There are two final categories of exclusions that I’m still questioning, because they nearly scream “Toys “R” Us”:

  • Buy one, get one if the retail price is not shown in the advertisement.
  • Prices advertised only as a percent off or dollar off.

Take a look at a Toys “R” Us ad, and you’ll see that those two exclusions take out most of their best sales. For example, here’s an ad from their current homepage, with wording similar to that of sales that run in their print ads:

No price listed. When you click through, each of those categories is listed on sale–still no specific prices. When you get to the final item page, only then do you see a price. None of the toys listed in that particular ad are sold at Target, but an item from their regular ad is:

Based on the exclusions, that ad could not be used to get a better price on the LeapFrog Touch Magic Guitar, which is $14.99 at Target. Online on the item page, you can see the price as $10.49 at Toys “R” Us–so would you be able to use that to get a price match in the Target store, even though the ad excludes it? (To make it even more complicated, this particular item gets an extra 20% off online, but only after you’ve added it to your cart. This is a clearance discount that would clearly be excluded.) I emailed Target’s press department to inquire about this specific case, explaining the two lines of the exclusion policy and the specific question here about Toys “R” Us ads vs. seeing the prices on an item’s page–essentially what you’ve just read. The reply I received clarified nothing:

Thanks for reaching out. All of the details and exclusions to the price match policy are available on our website:

https://corporate.target.com/about/shopping-experience/our-low-price-promise?ref=sr_shorturl_pricematch

Take a look and let me know if you have any additional questions.

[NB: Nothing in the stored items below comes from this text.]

//! Property tests for the debounce buffer.

use chrono::{DateTime, Duration, Utc};
use proptest::prelude::*;
use rapport_core::{DebounceConfig, PersonaProfile};
use rapport_memory::{Completion, DebounceBuffer};

fn start() -> DateTime<Utc> {
    DateTime::<Utc>::from_timestamp(1_700_000_000, 0).unwrap()
}

proptest! {
    /// Every fragment ends up in exactly one utterance, in order, and no
    /// utterance mixes fragments across a completion.
    #[test]
    fn fragments_flush_exactly_once(
        steps in prop::collection::vec(("[a-z]{1,6}[.?]?", 0i64..3_000), 1..40)
    ) {
        let mut buffer = DebounceBuffer::new(&DebounceConfig::default(), &PersonaProfile::default());
        let mut now = start();
        let mut emitted = Vec::new();

        for (text, gap_ms) in &steps {
            now += Duration::milliseconds(*gap_ms);
            for f in buffer.flush_due(now) {
                emitted.push(f.utterance.text);
            }
            if let Completion::Complete(f) = buffer.append("g1", "u1", text, now) {
                emitted.push(f.utterance.text);
            }
            prop_assert!(buffer.open_buffers() <= 1);
        }
        if let Some(f) = buffer.flush("g1", "u1") {
            emitted.push(f.utterance.text);
        }
        prop_assert!(buffer.flush("g1", "u1").is_none());

        let expected: Vec<String> = steps.iter().map(|(t, _)| t.clone()).collect();
        let rejoined: Vec<String> = emitted
            .iter()
            .flat_map(|u| u.split(' ').map(str::to_string))
            .collect();
        prop_assert_eq!(rejoined, expected);

        // terminal punctuation only ever appears at the end of an utterance
        for u in &emitted {
            let inner = &u[..u.len().saturating_sub(1)];
            prop_assert!(!inner.contains('.') && !inner.contains('?'), "{}", u);
        }
    }
}
//! OpenAI-compatible chat completions.

use crate::llm::{GenerationRequest, Generator};
use crate::prompts::PromptAssembler;
use crate::retry::{with_retry, RetryConfig};
use anyhow::{Context, Result};
use rapport_core::GenerationConfig;
use reqwest::Client;
use serde::Deserialize;
use serde_json::json;
use std::env;
use std::time::Duration;

const DEFAULT_BASE_URL: &str = "https://api.openai.com/v1";

#[derive(Debug, Clone)]
pub struct OpenAiGenerator {
    client: Client,
    api_key: String,
    base_url: String,
    model: String,
    temperature: f32,
    max_tokens: u32,
    retry: RetryConfig,
}

#[derive(Debug, Deserialize)]
struct ChatResponse {
    choices: Vec<Choice>,
}

#[derive(Debug, Deserialize)]
struct Choice {
    message: ChoiceMessage,
}

#[derive(Debug, Deserialize)]
struct ChoiceMessage {
    content: Option<String>,
}

impl OpenAiGenerator {
    pub fn new(config: &GenerationConfig) -> Result<Self> {
        let api_key = env::var("OPENAI_API_KEY").context("OPENAI_API_KEY is not set")?;
        let base_url = config
            .base_url
            .clone()
            .or_else(|| env::var("OPENAI_BASE_URL").ok())
            .unwrap_or_else(|| DEFAULT_BASE_URL.to_string())
            .trim_end_matches('/')
            .to_string();

        Ok(Self {
            client: Client::builder()
                .timeout(Duration::from_secs(config.timeout_secs.max(1)))
                .build()?,
            api_key,
            base_url,
            model: config.model.clone(),
            temperature: config.temperature,
            max_tokens: config.max_tokens,
            retry: RetryConfig::default(),
        })
    }

    fn payload(&self, request: &GenerationRequest) -> serde_json::Value {
        json!({
            "model": self.model,
            "messages": [
                { "role": "system", "content": PromptAssembler::system_prompt(request) },
                { "role": "user", "content": PromptAssembler::transcript(request) },
            ],
            "temperature": self.temperature,
            "max_tokens": self.max_tokens,
        })
    }
}

#[async_trait::async_trait]
impl Generator for OpenAiGenerator {
    async fn generate(&self, request: &GenerationRequest) -> Result<String> {
        let url = format!("{}/chat/completions", self.base_url);
        let payload = self.payload(request);

        let response = with_retry(&self.retry, "OpenAI", || async {
            self.client
                .post(&url)
                .header("Authorization", format!("Bearer {}", self.api_key))
                .json(&payload)
                .send()
                .await
                .context("Failed to send request to OpenAI")
        })
        .await?;

        let body: ChatResponse = response
            .json()
            .await
            .context("Failed to parse OpenAI response")?;
        body.choices
            .into_iter()
            .next()
            .and_then(|c| c.message.content)
            .filter(|t| !t.trim().is_empty())
            .context("OpenAI returned no text")
    }

    fn name(&self) -> &str {
        "openai"
    }
}

#[cfg(test)]
mod tests {
    use super::*;
    use chrono::Utc;
    use rapport_core::{BehaviorProfile, Mood, RelationshipMetrics, ResponseMode, Topic, Utterance};

    #[test]
    fn test_payload_shape() {
        let generator = OpenAiGenerator {
            client: Client::new(),
            api_key: "test".into(),
            base_url: DEFAULT_BASE_URL.into(),
            model: "gpt-4o-mini".into(),
            temperature: 0.9,
            max_tokens: 150,
            retry: RetryConfig::default(),
        };
        let utterance = Utterance {
            conversation_id: "g1".into(),
            sender_id: "u1".into(),
            text: "kya scene".into(),
            received_at: Utc::now(),
        };
        let request = GenerationRequest {
            persona_name: "Avinash".into(),
            mode: ResponseMode::Normal,
            history: vec![(&utterance).into()],
            utterance,
            mood: Mood::Neutral,
            topic: Topic::General,
            profile: BehaviorProfile::default(),
            metrics: RelationshipMetrics::default(),
            privileged: false,
        };
        let payload = generator.payload(&request);
        assert_eq!(payload["model"], "gpt-4o-mini");
        assert_eq!(payload["max_tokens"], 150);
        assert_eq!(payload["messages"][0]["role"], "system");
        assert_eq!(payload["messages"][1]["content"], "u1: kya scene");
    }
}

In my opinion, the excitement over the new policy isn’t particularly warranted, given the number of exclusions and vagaries in the policy that offer them a lot of escape routes. Price matching happens at customer service, and I already had mixed feelings about that department. On the one hand, you don’t have to look far online to find horror stories of people who found the wrong end of their understated return policies. On the other, I’m an infrequent returner, but when a pair of shoes I bought for my son lasted less than two weeks before disintegrating, they took them back with no questions and a full refund. And my discovery in the process of writing this that Target’s prices are already much more competitive than I realized is pretty good news regardless of how price matching plays out.

And how does this play in the other direction? Well, largely, the targeted competitors were already doing this. Target is just late to the game, although they are the only ones who are specifically offering Amazon price matching.

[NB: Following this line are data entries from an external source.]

//! Data-driven persona profile.
//!
//! Every keyword table, tone string and canned line the engine uses lives
//! here, so one engine can run any persona loaded from TOML. `Default` is
//! the built-in persona.

use crate::Mood;
use anyhow::{Context, Result};
use serde::{Deserialize, Serialize};
use std::path::Path;

// ============================================================================
// Profile
// ============================================================================

#[derive(Debug, Clone, Serialize, Deserialize)]
#[serde(default)]
pub struct PersonaProfile {
    pub display_name: String,
    /// Names that address the agent in plain text.
    pub name_aliases: Vec<String>,
    /// `@handles` that resolve to the agent.
    pub handles: Vec<String>,
    pub completion_cues: CompletionCues,
    /// Minimal acknowledgements ("ok", "haan").
    pub quick_replies: Vec<String>,
    /// Conversation starters ("hi", "bhai", "oye").
    pub greeting_tokens: Vec<String>,
    /// Question words accepted by loose addressing.
    pub question_tokens: Vec<String>,
    pub farewell_patterns: Vec<String>,
    pub mood_markers: MoodMarkers,
    /// Ordered topic table; earlier entries win.
    pub topics: Vec<TopicKeywords>,
    /// Topics the agent cares about. Also the rotation pool for privileged senders.
    pub interests: Vec<String>,
    pub topic_change_triggers: Vec<String>,
    /// Phrases that end a privileged sender's topic session outright.
    pub end_indicators: Vec<String>,
    /// Whole-message brush-offs ("hmm", "busy now"); two in a row end the session.
    pub indirect_endings: Vec<String>,
    /// Whole-message one-word answers; a run of them ends the session.
    pub dry_responses: Vec<String>,
    pub sign_off_lines: Vec<String>,
    pub day_parts: Vec<DayPart>,
    pub privileged_profile: BehaviorProfile,
    /// Used when no day part covers the hour.
    pub neutral_profile: BehaviorProfile,
    pub sleepy_lines: Vec<String>,
    pub filler_lines: Vec<String>,
    pub night_filler: String,
    /// `{topic}` is substituted.
    pub conclusion_templates: Vec<String>,
    pub transition_lines: Vec<String>,
    /// `{topic}` is substituted.
    pub intro_templates: Vec<String>,
}

#[derive(Debug, Clone, Default, Serialize, Deserialize)]
#[serde(default)]
pub struct CompletionCues {
    pub acknowledgements: Vec<String>,
    pub questions: Vec<String>,
    pub greetings: Vec<String>,
}

impl CompletionCues {
    pub fn all(&self) -> impl Iterator<Item = &String> {
        self.acknowledgements
            .iter()
            .chain(self.questions.iter())
            .chain(self.greetings.iter())
    }
}

#[derive(Debug, Clone, Default, Serialize, Deserialize)]
#[serde(default)]
pub struct MoodMarkers {
    pub happy: Vec<String>,
    pub angry: Vec<String>,
    pub sad: Vec<String>,
    pub excited: Vec<String>,
    pub bored: Vec<String>,
    pub toxic: Vec<String>,
}
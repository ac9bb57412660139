//! Exponential backoff for generation HTTP calls.
//!
//! Retries 408, 429, 5xx and network errors. Other client errors fail at once.

use anyhow::Result;
use rand::Rng;
use reqwest::{Response, StatusCode};
use std::future::Future;
use std::time::Duration;

#[derive(Debug, Clone)]
pub struct RetryConfig {
    /// Total attempts, the first included.
    pub max_attempts: u32,
    pub initial_delay: Duration,
    pub max_delay: Duration,
    pub backoff_factor: f64,
    /// Upper bound of random jitter added to each wait.
    pub max_jitter: Duration,
}

impl Default for RetryConfig {
    fn default() -> Self {
        Self {
            max_attempts: 3,
            initial_delay: Duration::from_millis(500),
            max_delay: Duration::from_secs(8),
            backoff_factor: 2.0,
            max_jitter: Duration::from_millis(250),
        }
    }
}

impl RetryConfig {
    /// Wait before retry number `attempt` (1-based), jitter excluded.
    pub fn delay_for(&self, attempt: u32) -> Duration {
        let factor = self.backoff_factor.powi(attempt.saturating_sub(1) as i32);
        let secs = (self.initial_delay.as_secs_f64() * factor).min(self.max_delay.as_secs_f64());
        Duration::from_secs_f64(secs)
    }
}

fn is_retryable(status: StatusCode) -> bool {
    status == StatusCode::REQUEST_TIMEOUT
        || status == StatusCode::TOO_MANY_REQUESTS
        || status.is_server_error()
}

/// Run `operation` until it yields a success response, hits a
/// non-retryable status, or runs out of attempts.
pub async fn with_retry<F, Fut>(config: &RetryConfig, provider: &str, operation: F) -> Result<Response>
where
    F: Fn() -> Fut,
    Fut: Future<Output = Result<Response>>,
{
    let mut last_error = String::from("no attempts made");

    for attempt in 1..=config.max_attempts {
        match operation().await {
            Ok(response) if response.status().is_success() => {
                if attempt > 1 {
                    tracing::info!("{} succeeded on attempt {}", provider, attempt);
                }
                return Ok(response);
            }
            Ok(response) => {
                let status = response.status();
                let body = response.text().await.unwrap_or_default();
                let body: String = body.chars().take(200).collect();
                if !is_retryable(status) {
                    anyhow::bail!("{} API error ({}): {}", provider, status, body);
                }
                tracing::warn!(
                    "{} returned {} on attempt {}/{}: {}",
                    provider,
                    status,
                    attempt,
                    config.max_attempts,
                    body
                );
                last_error = format!("{status}: {body}");
            }
            Err(e) => {
                tracing::warn!(
                    "{} network error on attempt {}/{}: {}",
                    provider,
                    attempt,
                    config.max_attempts,
                    e
                );
                last_error = e.to_string();
            }
        }

        if attempt < config.max_attempts {
            let jitter_ms = rand::thread_rng().gen_range(0..=config.max_jitter.as_millis() as u64);
            tokio::time::sleep(config.delay_for(attempt) + Duration::from_millis(jitter_ms)).await;
        }
    }

    anyhow::bail!(
        "{} failed after {} attempts: {}",
        provider,
        config.max_attempts,
        last_error
    )
}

  • Amazon price matches only against its own lowering prices for pre-orders and for TVs any time within 14 days of purchase.
  • Wal-Mart matches any local competitor with the same sort of identical-item restrictions Target has. They will match certain buy one, get one ads, but have their own list of exclusions and do not match online prices.
  • Best Buy doesn’t match online either and is of course full of exclusions, but unlike the others, does specify in its policy what “a local competitor” includes.
  • Toys “R” Us and Babies “R” Us match in-store within 7 days. They do match online prices from “selected national competitors” that aren’t listed in the policy.

If you’ve already tried out the price matching policy, whether over the holidays or as it was reintroduced this week, what did you think?  Was it easy? (And have you price matched a Toys “R” Us percent-off item?)